(Problem details): Copy nothing from the entries below except the lines from the one containing "impl TextEmbedder for" through the one containing "let mut seen", and copy those exactly.

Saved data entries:
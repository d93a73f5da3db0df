//! Query encoding
//!
//! A raw symptom description is a poor query on its own: the reference
//! vectors were built from captioned clinical phrases. The encoder expands
//! the text into several prompt variants, embeds them as one batch, and
//! mean-pools the results back into a single unit-length query vector.

use crate::embedder::TextEmbedder;
use dermadx_core::{Error, Result, Vector};

/// Prompt templates applied to the user text before embedding.
///
/// `{}` is replaced with the raw text; the raw text itself is always
/// included as the final variant.
const PROMPT_TEMPLATES: [&str; 2] = [
    "a photo of a dog with {}",
    "veterinary clinical image of {}",
];

/// Turns symptom text into a single query vector via prompt ensembling.
pub struct QueryEncoder<E: TextEmbedder> {
    embedder: E,
}

impl<E: TextEmbedder> QueryEncoder<E> {
    pub fn new(embedder: E) -> Self {
        Self { embedder }
    }

    pub fn dim(&self) -> usize {
        self.embedder.dim()
    }

    pub fn embedder(&self) -> &E {
        &self.embedder
    }

    /// Encode `text` into one unit-normalized query vector.
    ///
    /// The mean of unit vectors is shorter than unit length, so the pooled
    /// vector is re-normalized before it is returned.
    pub fn encode(&self, text: &str) -> Result<Vector> {
        let prompts: Vec<String> = PROMPT_TEMPLATES
            .iter()
            .map(|template| template.replace("{}", text))
            .chain(std::iter::once(text.to_string()))
            .collect();
        let prompt_refs: Vec<&str> = prompts.iter().map(String::as_str).collect();

        let vectors = self.embedder.embed_batch(&prompt_refs)?;
        if vectors.len() != prompt_refs.len() {
            return Err(Error::Embedding(format!(
                "embedder returned {} vectors for {} prompts",
                vectors.len(),
                prompt_refs.len()
            )));
        }

        mean_pool(&vectors)
    }
}

/// Mean of a batch of vectors, re-normalized to unit length.
fn mean_pool(vectors: &[Vector]) -> Result<Vector> {
    let first = vectors
        .first()
        .ok_or_else(|| Error::Embedding("cannot pool an empty batch".to_string()))?;

    let mut sum = first.clone();
    for vector in &vectors[1..] {
        if vector.dim() != sum.dim() {
            return Err(Error::InvalidDimension {
                expected: sum.dim(),
                actual: vector.dim(),
            });
        }
        sum = &sum + vector;
    }

    let mut mean = &sum * (1.0 / vectors.len() as f32);
    mean.normalize();
    Ok(mean)
}

#[cfg(test)]
mod tests {
    use super::*;
    use std::sync::Mutex;

    /// Records the prompts it was asked to embed and returns fixed axes.
    struct SpyEmbedder {
        seen: Mutex<Vec<String>>,
    }

    impl SpyEmbedder {
        fn new() -> Self {
            Self {
                seen: Mutex::new(Vec::new()),
            }
        }
    }

    impl TextEmbedder for SpyEmbedder {
        fn dim(&self) -> usize {
            3
        }

        fn embed_batch(&self, texts: &[&str]) -> Result<Vec<Vector>> {
            let mut seen = self.seen.lock().unwrap();
            seen.extend(texts.iter().map(|t| t.to_string()));
            Ok(texts
                .iter()
                .enumerate()
                .map(|(i, _)| {
                    let mut data = vec![0.0; 3];
                    data[i % 3] = 1.0;
                    Vector::new(data)
                })
                .collect())
        }
    }

    #[test]
    fn test_encode_builds_all_prompt_variants() {
        let encoder = QueryEncoder::new(SpyEmbedder::new());
        encoder.encode("itchy red patches").unwrap();

        let seen = encoder.embedder().seen.lock().unwrap().clone();
        assert_eq!(
            seen,
            vec![
                "a photo of a dog with itchy red patches".to_string(),
                "veterinary clinical image of itchy red patches".to_string(),
                "itchy red patches".to_string(),
            ]
        );
    }

    #[test]
    fn test_encode_returns_unit_vector() {
        let encoder = QueryEncoder::new(SpyEmbedder::new());
        let query = encoder.encode("flaky skin").unwrap();
        assert!(query.is_unit());
        // Mean of the three axes renormalized: equal weight on each axis.
        let expected = 1.0 / 3.0f32.sqrt();
        for component in query.as_slice() {
            assert!((component - expected).abs() < 1e-6);
        }
    }

    #[test]
    fn test_mean_pool_rejects_empty_batch() {
        assert!(mean_pool(&[]).is_err());
    }
}
//! # dermadx API
//!
//! REST surface for the diagnosis engine: a prediction endpoint, a health
//! probe, and in-process analytics counters. The routing layer stays thin;
//! all decision logic lives in `dermadx-classifier`.

pub mod rest;
pub mod stats;

pub use rest::{AppState, RestApi};
pub use stats::{DiagnosisStats, StatsSnapshot};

(Answer for the task):
    impl TextEmbedder for SpyEmbedder {
        fn dim(&self) -> usize {
            3
        }

        fn embed_batch(&self, texts: &[&str]) -> Result<Vec<Vector>> {
            let mut seen = self.seen.lock().unwrap();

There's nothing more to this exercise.